On Friday, April 17th, The Novus were preparing for one of their biggest shows to date.
This time, however, the pre-gig rituals of lowering the stage lights were replaced by checking the wi-fi connection and logging into Facebook.
Due to the coronavirus pandemic, the Birmingham band had to swap what would have been the biggest gig of their career for a live stream, followed by an interactive quiz on video platform Zoom.
“We had some big surprises planned for the gig, so of course it was super gutting when we had to cancel,” the band said.
“But one gig’s just a granule of sand in the grand scheme of things and we never grumble. We got on to the idea of a live stream pretty quickly and were really happy with how it went.”
It’s not just bands that have had to think outside of the box, however.
Promoters across the region have been forced to cancel gigs, leaving the Birmingham music scene bereft of its normally plentiful supply of shows.
The Future Sound Project, led by brothers Tom and James Amphlett, had been toying with the idea of doing a podcast before the lockdown became enforced.
“When the shows got shut down, we thought the podcast would be a great opportunity to discuss the many aspects of being a musician,” Tom explains.
The second, meanwhile, talks to artist manager Teeks and promoter Tommy Greaves about running a live show, and the third is all about how to promote the gig itself.
Tom feels the podcast is an opportunity to go “behind the curtain” of the music industry.
“There are so many parts of being a musician to reflect on, from building a brand to playing a show out of your hometown,” Tom says.
“There are hundreds of funny stories that we have from our time in a band and as promoters. We want to share them, as well as the stories that our guests bring to the podcast, too.”

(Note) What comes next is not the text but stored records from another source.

//! Password recovery wizard page.

use dioxus::prelude::*;

use crate::app::components::{InlineMessage, TextInput};
use crate::app::navigation_context::use_navigation;
use crate::navigation::MenuKey;
use crate::panels::recovery::{RecoveryStep, RecoveryWizard};

#[component]
pub fn RecoverPassword() -> Element {
    let navigation = use_navigation();
    let mut wizard = use_signal(RecoveryWizard::new);
    let mut email = use_signal(String::new);
    let mut code = use_signal(String::new);
    let mut password = use_signal(String::new);
    let mut confirm = use_signal(String::new);
    let mut error = use_signal(|| None::<String>);

    let step = wizard.read().step();
    let sent_to = wizard.read().email().to_string();
    let progress = format!("Paso {} de 3 · {}", step.number(), step.title());

    let advance = move |e: FormEvent| {
        e.prevent_default();
        let current = wizard.peek().step();
        let result = match current {
            RecoveryStep::RequestCode => wizard.write().send_code(&email.read()),
            RecoveryStep::VerifyCode => wizard.write().verify_code(&code.read()),
            RecoveryStep::ResetPassword => wizard
                .write()
                .reset_password(&password.read(), &confirm.read()),
            RecoveryStep::Done => Ok(()),
        };
        error.set(result.err().map(|e| e.to_string()));
    };

    let back_to_login = move |e: MouseEvent| {
        e.prevent_default();
        navigation.select(MenuKey::Login);
    };

    rsx! {
        document::Title { "Recuperar contraseña - Casa Inteligente" }

        div { class: "auth-page",
            form { class: "card auth-card", onsubmit: advance,
                h1 { "Recuperar contraseña" }
                p { class: "text-muted", "{progress}" }

                if let Some(message) = error() {
                    InlineMessage { message, on_dismiss: move |_| error.set(None) }
                }

                {match step {
                    RecoveryStep::RequestCode => rsx! {
                        TextInput {
                            label: "Correo electrónico",
                            input_type: "email",
                            value: email(),
                            on_input: move |v| email.set(v),
                        }
                        button { class: "btn-primary", r#type: "submit", "Enviar código" }
                    },
                    RecoveryStep::VerifyCode => rsx! {
                        p { "Enviamos un código de 6 dígitos a {sent_to}" }
                        TextInput {
                            label: "Código",
                            value: code(),
                            on_input: move |v| code.set(v),
                        }
                        div { class: "row",
                            button {
                                class: "btn-secondary",
                                r#type: "button",
                                onclick: move |_| wizard.write().back(),
                                "Atrás"
                            }
                            button { class: "btn-primary", r#type: "submit", "Verificar" }
                        }
                    },
                    RecoveryStep::ResetPassword => rsx! {
                        TextInput {
                            label: "Nueva contraseña",
                            input_type: "password",
                            value: password(),
                            on_input: move |v| password.set(v),
                        }
                        TextInput {
                            label: "Confirmar contraseña",
                            input_type: "password",
                            value: confirm(),
                            on_input: move |v| confirm.set(v),
                        }
                        button { class: "btn-primary", r#type: "submit", "Cambiar contraseña" }
                    },
                    RecoveryStep::Done => rsx! {
                        p { "Tu contraseña fue actualizada." }
                        button {
                            class: "btn-primary",
                            r#type: "button",
                            onclick: back_to_login,
                            "Volver al inicio de sesión"
                        }
                    },
                }}

                if step != RecoveryStep::Done {
                    a { href: MenuKey::Login.path(), onclick: back_to_login, "Volver al inicio de sesión" }
                }
            }
        }
    }
}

In terms of producing output, no one’s more prolific than radio presenter and vlogger Tim Senna. However, he’s also had to install contingency plans after the temporary cancellation of gigs and BBC Introducing.
“I recently came up with a new video idea called Lockdown Listening Party,” Tim explains. “It’s simply me reacting on camera to new tracks people submit. It went down really well.”
In terms of the Birmingham music scene pulling together, Tim feels there are a plethora of examples.
Regarding the latter, the Walsall four-piece have raised nearly £1,000 on JustGiving off the back of their charity single, ‘Life’.
“Nurses continue to risk their lives for the sake of others. We felt we could encourage unity and influence people to try and make a difference,” The Assist said. “We’d like for this song to resemble a period in history that will be remembered for the contributions of everyone when it mattered most.”
Birmingham Promoters are also in on the act. Over the last few weeks they’ve been sourcing local musicians for their “Gig In Ur Lounge” series, keeping the spirit of live music alive and raising money for The Sunflower Lounge and NHS charities at the same time.
Speaking about the initiative, BP’s Samantha Daly said: “We’re really pleased with how well the livestreams we’ve been organising for The Sunflower Lounge have been received.
“We’re really happy that even in these unprecedented times we are still able to provide a platform for emerging artists to showcase their talents.
“It’s also really heartwarming to see how well the music community has come together to support the venue through the difficult COVID-19 period. We’ve raised just over £1400 so far, and will be donating 10% of this and all further donations on to the NHS. Now in our fourth week of livestreams, we have no plans of stopping and have some really exciting lineups in store.”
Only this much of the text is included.